We Have Always Been Here: A Queer Muslim Memoir

We Have Always Been Here: A Queer Muslim Memoir was written by Samra Habib, a queer-identified Muslimah who came to Canada with her family from Pakistan. Habib is a journalism graduate who can indeed tell a good story. It was hard to put this book down and the pages rapidly turned themselves. From a failed Muslim marriage to her older first cousin to a Canadian marriage to a different man, Habib broke out of her hetero stranglehold to embrace her inner queerness. She dropped the hijab yet did not abandon Islam, finding a queer Muslim community in Toronto. This is a memoir of a young woman, and I hope she continues to write about her life journey. She has told an inspirational story in her struggle to come out amidst a religious community that often shuns queer existence.

Habib told her story with unflinching honesty and candour, yet I found her coming-out revelation to be an unexpected bellyflop. Sure, we all knew she was going to come out of the closet sometime. When talking about wearing makeup, especially lipstick, Habib revealed:

“The truth was, I wasn’t wearing it for the boys.”

Habib did talk about her gay friends, lesbian mentors, her first lesbian sexual experiences and where she hung out:

“It was surreal to be in a gay bar in Tokyo speaking in my native tongue with a gay Pakistani man from Beijing–like finding a missing puzzle piece under the coffee table while spring cleaning. I wondered where I’d find the rest of the pieces.”

Yet all of a sudden, at the beginning of a new chapter, Habib became free. I expected more of an anguishing experience in revealing the truth to herself first as she shed her beardish male companions. Not all coming-out stories are the same of course, yet Habib’s was akin to flipping the page and finding out that she was now an out woman.

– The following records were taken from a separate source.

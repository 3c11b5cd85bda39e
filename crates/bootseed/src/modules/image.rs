use std::sync::Arc;

use serde::Deserialize;

use bootseed_macros::{Module, Task};

use crate::config::ConfigDoc;
use crate::executor::{ExecCtx, SharedSourceFactory};
use crate::image::{self, Options};
use crate::store::{HttpStoreFactory, StoreConfig};
use crate::{Error, ErrorKind, Result};

fn default_true() -> bool {
    true
}

fn default_channel() -> String {
    "stable".into()
}

#[derive(Debug, Clone, Deserialize)]
#[serde(default)]
pub struct ImageConfig {
    #[serde(default = "default_true")]
    pub enabled: bool,
    pub model_file: String,
    pub root_dir: String,
    pub gadget_unpack_dir: String,
    #[serde(default = "default_channel")]
    pub channel: String,
    /// Extra packages fetched before the model's gadget, core and kernel.
    pub packages: Vec<String>,
    pub local_dir: Option<String>,
    pub store: StoreConfig,
}

impl Default for ImageConfig {
    fn default() -> Self {
        Self {
            enabled: true,
            model_file: String::new(),
            root_dir: String::new(),
            gadget_unpack_dir: String::new(),
            channel: default_channel(),
            packages: Vec::new(),
            local_dir: None,
            store: StoreConfig::default(),
        }
    }
}

impl ImageConfig {
    pub fn load(doc: &ConfigDoc) -> Result<Self> {
        Ok(doc.deserialize_path("image")?.unwrap_or_default())
    }

    pub fn validate(&self, _doc: &ConfigDoc) -> Result<()> {
        for (key, value) in [
            ("model_file", &self.model_file),
            ("root_dir", &self.root_dir),
            ("gadget_unpack_dir", &self.gadget_unpack_dir),
            ("channel", &self.channel),
        ] {
            if value.trim().is_empty() {
                return Err(Error::new(
                    ErrorKind::Config,
                    format!("[image].{key} is required"),
                ));
            }
        }
        if let Some(i) = self.packages.iter().position(|p| p.trim().is_empty()) {
            return Err(Error::new(
                ErrorKind::Config,
                format!("[image].packages[{i}] is empty"),
            ));
        }
        Ok(())
    }

    /// Pipeline options with paths resolved against the build file.
    pub fn options(&self, doc: &ConfigDoc) -> Result<Options> {
        self.validate(doc)?;
        Ok(Options {
            packages: self.packages.iter().map(|p| p.trim().to_string()).collect(),
            root_dir: doc.resolve_path(&self.root_dir),
            channel: self.channel.trim().to_string(),
            model_file: doc.resolve_path(&self.model_file),
            gadget_unpack_dir: doc.resolve_path(&self.gadget_unpack_dir),
            local_dir: self
                .local_dir
                .as_deref()
                .map(str::trim)
                .filter(|d| !d.is_empty())
                .map(|d| doc.resolve_path(d)),
        })
    }

    fn source_factory(&self, ctx: &ExecCtx) -> SharedSourceFactory {
        ctx.source_factory()
            .unwrap_or_else(|| Arc::new(HttpStoreFactory::new(self.store.clone())))
    }
}

#[Task(
    id = "image.gadget",
    module = "image",
    phase = "fetch",
    after = ["core.init"],
    default_label = "Fetch and unpack gadget",
    core = true
)]
#[derive(Debug, Clone, Deserialize)]
#[serde(default)]
pub struct GadgetTask {
    #[serde(default = "default_true")]
    pub enabled: bool,
    pub label: Option<String>,
}

impl Default for GadgetTask {
    fn default() -> Self {
        Self {
            enabled: true,
            label: None,
        }
    }
}

impl GadgetTask {
    fn run(&self, doc: &ConfigDoc, ctx: &mut ExecCtx) -> Result<()> {
        let cfg = ImageConfig::load(doc)?;
        let opts = cfg.options(doc)?;
        let factory = cfg.source_factory(ctx);

        ctx.log(&format!("model = {}", opts.model_file.display()));
        let pkg = image::download_unpack_gadget(&opts, factory.as_ref())?;
        ctx.log(&format!(
            "gadget {} unpacked into {}",
            pkg.display(),
            opts.gadget_unpack_dir.display()
        ));
        Ok(())
    }
}

#[Task(
    id = "image.bootstrap",
    module = "image",
    phase = "bootstrap",
    after = ["image.gadget"],
    default_label = "Bootstrap root filesystem",
    core = true
)]
#[derive(Debug, Clone, Deserialize)]
#[serde(default)]
pub struct BootstrapTask {
    #[serde(default = "default_true")]
    pub enabled: bool,
    pub label: Option<String>,
}

impl Default for BootstrapTask {
    fn default() -> Self {
        Self {
            enabled: true,
            label: None,
        }
    }
}

impl BootstrapTask {
    fn run(&self, doc: &ConfigDoc, ctx: &mut ExecCtx) -> Result<()> {
        let cfg = ImageConfig::load(doc)?;
        let opts = cfg.options(doc)?;
        let factory = cfg.source_factory(ctx);

        ctx.log(&format!("root = {}", opts.root_dir.display()));
        let seed = image::bootstrap_to_root_dir(&opts, factory.as_ref())?;
        for entry in &seed.packages {
            ctx.log(&format!("seeded {} ({})", entry.name, entry.revision));
        }
        Ok(())
    }
}

#[Module(
    id = "image",
    config = ImageConfig,
    config_path = "image",
    tasks = [GadgetTask, BootstrapTask]
)]
pub struct ImageModule;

Habib’s faith in Islam gave her the courage to come out to her mother:

“In that moment, I wondered what made me any different from those who projected their own judgments onto Muslim women who wore the hijab or the burka. I had no evidence that she would disapprove. Never in my life had I caught her saying anything remotely homophobic or transphobic. And she wouldn’t have, because to her, being hateful in any way goes against her religious beliefs. This was a woman who would recite the motto of the Ahmadiyya community–Love for all, hatred for none–whenever someone directed an Islamophobic remark at us on the street or in shopping malls or grocery stores.”

Thus when Habib did come out, her mother told her “Okay. I still love you.”